Based on this evidence, we sustain the trial court’s refusal to grant appellant’s motion for judgment of acquittal. A jury reasonably could have found that appellant’s criminal assault necessitated surgery and related treatment that, even without negligence, could have caused non-A, non-B viral hepatitis that resulted in Ms. Wilkerson’s death. As the expert testimony has made clear, these were not unforeseeable consequences of appellant’s attack. See Flenon, 42 Mich.App. at 462-63, 202 N.W.2d at 475 (hepatitis not unforeseeable cause of death when incidence of death after exposure to hepatitis was only .01% to 3%).

AFFIRMED. 
      
      . Federal habeas review did not address the validity of the New York courts’ foreseeability rule for establishing proximate cause. In Henderson v. Kibbe, 431 U.S. 145, 156-57, 97 S.Ct. 1730, 1737-38, 52 L.Ed.2d 203 (1977), the Supreme Court reversed the Second Circuit’s reversal of Kibbe’s conviction, ruling that the omission of a complete jury instruction on the issue of causation, without objection at trial, had not '“so infected the entire trial that the resulting conviction violated due process.’ ”
     
      
      . Other courts have inquired whether the allegedly intervening cause was "independent” or the "natural consequence” of the harm caused by the defendant. People v. Meyers, 392 Ill. 355, 357, 64 N.E.2d 531, 533 (1946) (death from collapse and fall not independent of illegal abortion because it was part of a natural sequence of an illegal operation) (as modified on denial of rehearing); DeVaughn v. State, 232 Md. 447, 454-55, 194 A.2d 109, 113 (1963) (exploratory laparotomy after gunshot wound not “independent supervening cause" of death), cert. denied, 376 U.S. 927, 84 S.Ct. 693, 11 L.Ed.2d 623 (1964). Still other courts have characterized an intervening cause simply as an event "so extraordinary that it would be unfair to hold the appellant responsible for the actual result." Sims v. State, 466 N.E.2d 24, 26 (Ind.1984) (surgery performed on victim of beating not intervening cause of death); accord, Gibson v. State, 515 N.E.2d 492, 496 (Ind.1987) (fatal staph infection resulting from surgery performed on victim of beating not intervening cause of death).
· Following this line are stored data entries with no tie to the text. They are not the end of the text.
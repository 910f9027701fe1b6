//! API error types and responses.
//!
//! Every error body has the shape `{"error": …}` where the value is a
//! string, or a field→messages object for validation failures.

use axum::http::StatusCode;
use axum::response::{IntoResponse, Response};
use axum::Json;
use serde_json::json;
use thiserror::Error;

use labfleet_control::{ControlError, ValidationErrors};

/// API error type that implements `IntoResponse`.
#[derive(Debug, Error)]
pub enum ApiError {
    /// Missing or invalid authentication token, or failed login.
    #[error("{0}")]
    Unauthorized(String),

    /// The caller's role does not admit this route.
    #[error("{0}")]
    Forbidden(String),

    /// The addressed entity does not exist.
    #[error("{0}")]
    NotFound(String),

    /// State machine or uniqueness violation.
    #[error("{0}")]
    Conflict(String),

    /// Malformed request.
    #[error("{0}")]
    BadRequest(String),

    /// Field validation failed; the body carries per-field messages.
    #[error("validation failed")]
    Validation(ValidationErrors),

    /// No agent can satisfy the request right now.
    #[error("{0}")]
    Unavailable(String),

    /// Internal server error; detail stays in the logs.
    #[error("{0}")]
    Internal(String),
}

impl ApiError {
    /// Get the HTTP status code for this error.
    #[must_use]
    pub const fn status_code(&self) -> StatusCode {
        match self {
            Self::Unauthorized(_) => StatusCode::UNAUTHORIZED,
            Self::Forbidden(_) => StatusCode::FORBIDDEN,
            Self::NotFound(_) => StatusCode::NOT_FOUND,
            Self::Conflict(_) => StatusCode::CONFLICT,
            Self::BadRequest(_) | Self::Validation(_) => StatusCode::BAD_REQUEST,
            Self::Unavailable(_) => StatusCode::SERVICE_UNAVAILABLE,
            Self::Internal(_) => StatusCode::INTERNAL_SERVER_ERROR,
        }
    }
}

impl IntoResponse for ApiError {
    fn into_response(self) -> Response {
        let status = self.status_code();
        let body = match &self {
            Self::Validation(errors) => json!({ "error": errors }),
            other => json!({ "error": other.to_string() }),
        };
        (status, Json(body)).into_response()
    }
}

impl From<ControlError> for ApiError {
    fn from(err: ControlError) -> Self {
        match err {
            ControlError::Validation(errors) => Self::Validation(errors),
            ControlError::InvalidCredentials => Self::Unauthorized("invalid credentials".into()),
            ControlError::Auth(e) => {
                tracing::debug!(error = %e, "Token rejected");
                Self::Unauthorized("unauthorized".into())
            }
            ControlError::AccountDisabled => Self::Forbidden("account disabled".into()),
            e @ (ControlError::BookingNotFound(_)
            | ControlError::AgentNotFound(_)
            | ControlError::UserNotFound(_)) => Self::NotFound(e.to_string()),
            e @ (ControlError::EmailExists
            | ControlError::Overlap
            | ControlError::WrongStatus { .. }) => Self::Conflict(e.to_string()),
            e @ ControlError::AgentNotAvailable(_) => Self::BadRequest(e.to_string()),
            e @ ControlError::NoAvailableAgents => Self::Unavailable(e.to_string()),
            e @ (ControlError::Store(_) | ControlError::Internal(_)) => {
                tracing::error!(error = %e, "Internal error");
                Self::Internal("internal error".into())
            }
        }
    }
}
//! The reconciliation loop.
//!
//! A single long-lived task drives bookings through their lifecycle. Each
//! tick runs, in order:
//!
//! 1. A health sweep over every agent (see [`crate::health`])
//! 2. **Phase A** — Wake-on-LAN for bookings starting within the lead window
//! 3. **Phase B** — container starts for approved bookings whose start has
//!    arrived, debiting capacity in the same commit
//! 4. **Phase C** — container stops for active bookings past their end,
//!    crediting capacity in the same commit
//! 5. Every Nth tick, drift reconciliation against each online agent's
//!    actual containers
//!
//! Ticks never overlap: the timer delays a missed tick until the previous
//! one finishes. Any per-booking failure is logged and contained; the next
//! tick is the retry.

use std::collections::HashSet;
use std::sync::Arc;

use chrono::{DateTime, Utc};
use labfleet_store::{Agent, AgentStatus, Booking, Store, StoreError};
use tokio::time::MissedTickBehavior;

use crate::agent_client::{AgentCallError, AgentClient, StartContainerRequest, StopOutcome};
use crate::health;
use crate::types::ReconcilerConfig;
use crate::wol;

/// Label identifying containers this system manages.
pub const MANAGED_BY_LABEL: &str = "compute_booking";

/// The periodic reconciler driving the booking lifecycle.
pub struct Reconciler<S, C> {
    store: Arc<S>,
    client: Arc<C>,
    config: ReconcilerConfig,
}

impl<S, C> Reconciler<S, C>
where
    S: Store,
    C: AgentClient,
{
    /// Create a reconciler over the given store and agent client.
    #[must_use]
    pub fn new(store: Arc<S>, client: Arc<C>, config: ReconcilerConfig) -> Self {
        Self {
            store,
            client,
            config,
        }
    }

    /// Run the reconciliation loop forever.
    ///
    /// This should be spawned as a background task. The interval delays
    /// missed ticks, so at most one tick is ever in flight.
    pub async fn run(self) {
        let mut ticker = tokio::time::interval(self.config.tick_interval());
        ticker.set_missed_tick_behavior(MissedTickBehavior::Delay);

        tracing::info!(
            interval_secs = self.config.tick_interval_secs,
            "Starting reconciliation loop"
        );

        let mut tick_no: u64 = 0;
        loop {
            ticker.tick().await;
            tick_no += 1;
            self.tick(Utc::now(), tick_no).await;
        }
    }

    /// Run one full tick against an explicit clock.
    pub async fn tick(&self, now: DateTime<Utc>, tick_no: u64) {
        health::sweep(self.store.as_ref(), self.client.as_ref(), now).await;
        self.phase_prewake(now).await;
        self.phase_start(now).await;
        self.phase_stop(now).await;

        if self.config.drift_every_ticks > 0 && tick_no % self.config.drift_every_ticks == 0 {
            self.reconcile_drift(now).await;
        }
    }

    /// Phase A: send Wake-on-LAN to hosts whose bookings start soon.
    async fn phase_prewake(&self, now: DateTime<Utc>) {
        let upcoming = match self
            .store
            .approved_starting_within(now, now + self.config.wake_lead())
        {
            Ok(bookings) => bookings,
            Err(e) => {
                tracing::error!(error = %e, "Pre-wake selection failed");
                return;
            }
        };

        for booking in upcoming {
            let Some(agent_id) = booking.agent_id else {
                continue;
            };
            let agent = match self.store.get_agent(agent_id) {
                Ok(Some(agent)) => agent,
                Ok(None) => continue,
                Err(e) => {
                    tracing::error!(booking_id = %booking.id, error = %e, "Agent lookup failed");
                    continue;
                }
            };

            if !agent.wol_enabled {
                continue;
            }
            let Some(mac) = agent.mac.as_deref().filter(|m| !m.is_empty()) else {
                continue;
            };

            match wol::send_magic_packet(mac).await {
                Ok(()) => {
                    tracing::info!(
                        booking_id = %booking.id,
                        agent_id = %agent.id,
                        ip = %agent.ip,
                        "Sent Wake-on-LAN"
                    );
                }
                Err(e) => {
                    tracing::warn!(
                        booking_id = %booking.id,
                        agent_id = %agent.id,
                        error = %e,
                        "Wake-on-LAN failed"
                    );
                }
            }
        }
    }

    /// Phase B: start containers for approved bookings whose start has
    /// arrived.
    async fn phase_start(&self, now: DateTime<Utc>) {
        let due = match self.store.approved_starting_before(now) {
            Ok(bookings) => bookings,
            Err(e) => {
                tracing::error!(error = %e, "Start selection failed");
                return;
            }
        };

        for booking in due {
            self.start_booking(&booking, now).await;
        }
    }

    async fn start_booking(&self, booking: &Booking, now: DateTime<Utc>) {
        let Some(agent_id) = booking.agent_id else {
            tracing::warn!(booking_id = %booking.id, "Approved booking has no agent bound");
            return;
        };

        // Re-read the agent: the health sweep earlier this tick may have
        // flipped it.
        let agent = match self.store.get_agent(agent_id) {
            Ok(Some(agent)) => agent,
            Ok(None) => {
                tracing::error!(
                    booking_id = %booking.id,
                    agent_id = %agent_id,
                    "Bound agent row is missing"
                );
                return;
            }
            Err(e) => {
                tracing::error!(booking_id = %booking.id, error = %e, "Agent lookup failed");
                return;
            }
        };

        if agent.status != AgentStatus::Online {
            tracing::debug!(
                booking_id = %booking.id,
                agent_id = %agent.id,
                status = ?agent.status,
                "Agent not online, start deferred"
            );
            return;
        }

        let request = StartContainerRequest {
            user_id: booking.user_id,
            image: booking.image.clone(),
            cpu: booking.cpu,
            memory: booking.memory.clone(),
            port: booking.id.container_port(self.config.port_base),
        };

        match self.client.start_container(&agent, &request).await {
            Ok(response) => {
                match self.store.activate_booking(
                    booking.id,
                    &response.container_name,
                    &response.url,
                    now,
                ) {
                    Ok(_) => {
                        tracing::info!(
                            booking_id = %booking.id,
                            agent_id = %agent.id,
                            container = %response.container_name,
                            url = %response.url,
                            "Session started"
                        );
                    }
                    Err(StoreError::WrongStatus { found }) => {
                        // Lost a race with a cancel; the container will be
                        // reaped by drift reconciliation.
                        tracing::info!(
                            booking_id = %booking.id,
                            found = ?found,
                            container = %response.container_name,
                            "Booking left approved state mid-start, not activated"
                        );
                    }
                    Err(StoreError::InsufficientCapacity) => {
                        tracing::warn!(
                            booking_id = %booking.id,
                            agent_id = %agent.id,
                            "Capacity exhausted at commit, start deferred"
                        );
                    }
                    Err(e) => {
                        tracing::error!(
                            booking_id = %booking.id,
                            agent_id = %agent.id,
                            error = %e,
                            "Failed to commit activation"
                        );
                    }
                }
            }
            Err(AgentCallError::Transient(message)) => {
                tracing::warn!(
                    booking_id = %booking.id,
                    agent_id = %agent.id,
                    error = %message,
                    "Container start failed, will retry next tick"
                );
            }
            Err(AgentCallError::Rejected { status, message }) => {
                tracing::error!(
                    booking_id = %booking.id,
                    agent_id = %agent.id,
                    status,
                    error = %message,
                    "Agent rejected container start"
                );
            }
        }
    }

    /// Phase C: stop containers for active bookings past their end time.
    async fn phase_stop(&self, now: DateTime<Utc>) {
        let expired = match self.store.active_ending_before(now) {
            Ok(bookings) => bookings,
            Err(e) => {
                tracing::error!(error = %e, "Stop selection failed");
                return;
            }
        };

        for booking in expired {
            self.stop_booking(&booking, now).await;
        }
    }

    async fn stop_booking(&self, booking: &Booking, now: DateTime<Utc>) {
        let Some(agent_id) = booking.agent_id else {
            tracing::error!(booking_id = %booking.id, "Active booking has no agent bound");
            return;
        };
        let Some(container_name) = booking.container_name.as_deref() else {
            tracing::error!(booking_id = %booking.id, "Active booking has no container name");
            return;
        };

        let agent = match self.store.get_agent(agent_id) {
            Ok(Some(agent)) => agent,
            Ok(None) => {
                tracing::error!(
                    booking_id = %booking.id,
                    agent_id = %agent_id,
                    "Bound agent row is missing"
                );
                return;
            }
            Err(e) => {
                tracing::error!(booking_id = %booking.id, error = %e, "Agent lookup failed");
                return;
            }
        };

        match self.client.stop_container(&agent, container_name).await {
            // An unknown container means the work is already done.
            Ok(StopOutcome::Stopped | StopOutcome::NotFound) => {
                match self.store.complete_booking(booking.id, now) {
                    Ok(_) => {
                        tracing::info!(
                            booking_id = %booking.id,
                            agent_id = %agent.id,
                            container = %container_name,
                            "Session completed"
                        );
                    }
                    Err(StoreError::WrongStatus { found }) => {
                        tracing::info!(
                            booking_id = %booking.id,
                            found = ?found,
                            "Booking left active state mid-stop, not completed"
                        );
                    }
                    Err(e) => {
                        tracing::error!(
                            booking_id = %booking.id,
                            error = %e,
                            "Failed to commit completion"
                        );
                    }
                }
            }
            Err(e) => {
                tracing::warn!(
                    booking_id = %booking.id,
                    agent_id = %agent.id,
                    error = %e,
                    "Container stop failed, will retry next tick"
                );
            }
        }
    }

    /// Compare controller state with each online agent's actual containers
    /// and repair disagreements: force-complete active bookings whose
    /// container is gone, stop managed containers nothing references.
    async fn reconcile_drift(&self, now: DateTime<Utc>) {
        let agents = match self.store.list_agents_by_status(AgentStatus::Online) {
            Ok(agents) => agents,
            Err(e) => {
                tracing::error!(error = %e, "Drift reconciliation could not list agents");
                return;
            }
        };

        for agent in agents {
            self.reconcile_agent_drift(&agent, now).await;
        }
    }

    async fn reconcile_agent_drift(&self, agent: &Agent, now: DateTime<Utc>) {
        let containers = match self.client.list_containers(agent).await {
            Ok(containers) => containers,
            Err(e) => {
                tracing::warn!(agent_id = %agent.id, error = %e, "Container listing failed");
                return;
            }
        };
        let active = match self.store.active_bookings_on_agent(agent.id) {
            Ok(bookings) => bookings,
            Err(e) => {
                tracing::error!(agent_id = %agent.id, error = %e, "Active booking lookup failed");
                return;
            }
        };

        let running: HashSet<&str> = containers.iter().map(|c| c.name.as_str()).collect();
        let referenced: HashSet<&str> = active
            .iter()
            .filter_map(|b| b.container_name.as_deref())
            .collect();

        // Active in the store, gone on the agent: the session is over
        // whether we saw it end or not. Credit capacity and complete.
        for booking in &active {
            let Some(name) = booking.container_name.as_deref() else {
                continue;
            };
            if running.contains(name) {
                continue;
            }
            match self.store.complete_booking(booking.id, now) {
                Ok(_) => {
                    tracing::info!(
                        booking_id = %booking.id,
                        agent_id = %agent.id,
                        container = %name,
                        "Force-completed booking with missing container"
                    );
                }
                Err(e) => {
                    tracing::error!(
                        booking_id = %booking.id,
                        error = %e,
                        "Failed to force-complete drifted booking"
                    );
                }
            }
        }

        // Managed containers nothing references: orphans from lost starts
        // or cancel races. Stop them.
        for container in &containers {
            let managed =
                container.labels.get("managed_by").map(String::as_str) == Some(MANAGED_BY_LABEL);
            if !managed || referenced.contains(container.name.as_str()) {
                continue;
            }

            match self.client.stop_container(agent, &container.name).await {
                Ok(_) => {
                    tracing::info!(
                        agent_id = %agent.id,
                        container = %container.name,
                        "Stopped orphaned container"
                    );
                }
                Err(e) => {
                    tracing::warn!(
                        agent_id = %agent.id,
                        container = %container.name,
                        error = %e,
                        "Failed to stop orphaned container"
                    );
                }
            }
        }
    }
}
      One authority uses a more precise approach distinguishing between intervening acts that are a "coincidence" and those that are a "response" to the defendant’s acts:
      An intervening act is a coincidence when the defendant’s act merely put the victim at a certain place at a certain time, and because the victim was so located it was possible for him to be acted upon by the intervening cause....
      By contrast, an intervening act may be said to be a response to the prior actions of the defendant when it involves reaction to the conditions created by the defendant.
      1 W. LaFave & A. Scott Jr., supra, § 3.12, at 406. Employing this distinction, Professors LaFave and Scott propose that an intervening act properly characterized as a coincidence “will break the chain of legal cause unless it was foreseeable,’’ whereas an intervening act that can be called "a response will do so only if it is abnormal (and, if abnormal, also unforeseeable).” Id. at 407. See also State v. Hall, 129 Ariz. 589, 594, 633 P.2d 398, 403 (1981) (en banc) (applying LaFave & Scott approach). Both appellant and the government, in their respective briefs, discuss causation using the "coincidence” and "response” terminology. We find it more appropriate to apply the test for proximate cause— foreseeability — used in Baylor and thus to leave for another day, if necessary, the addition of further refinements.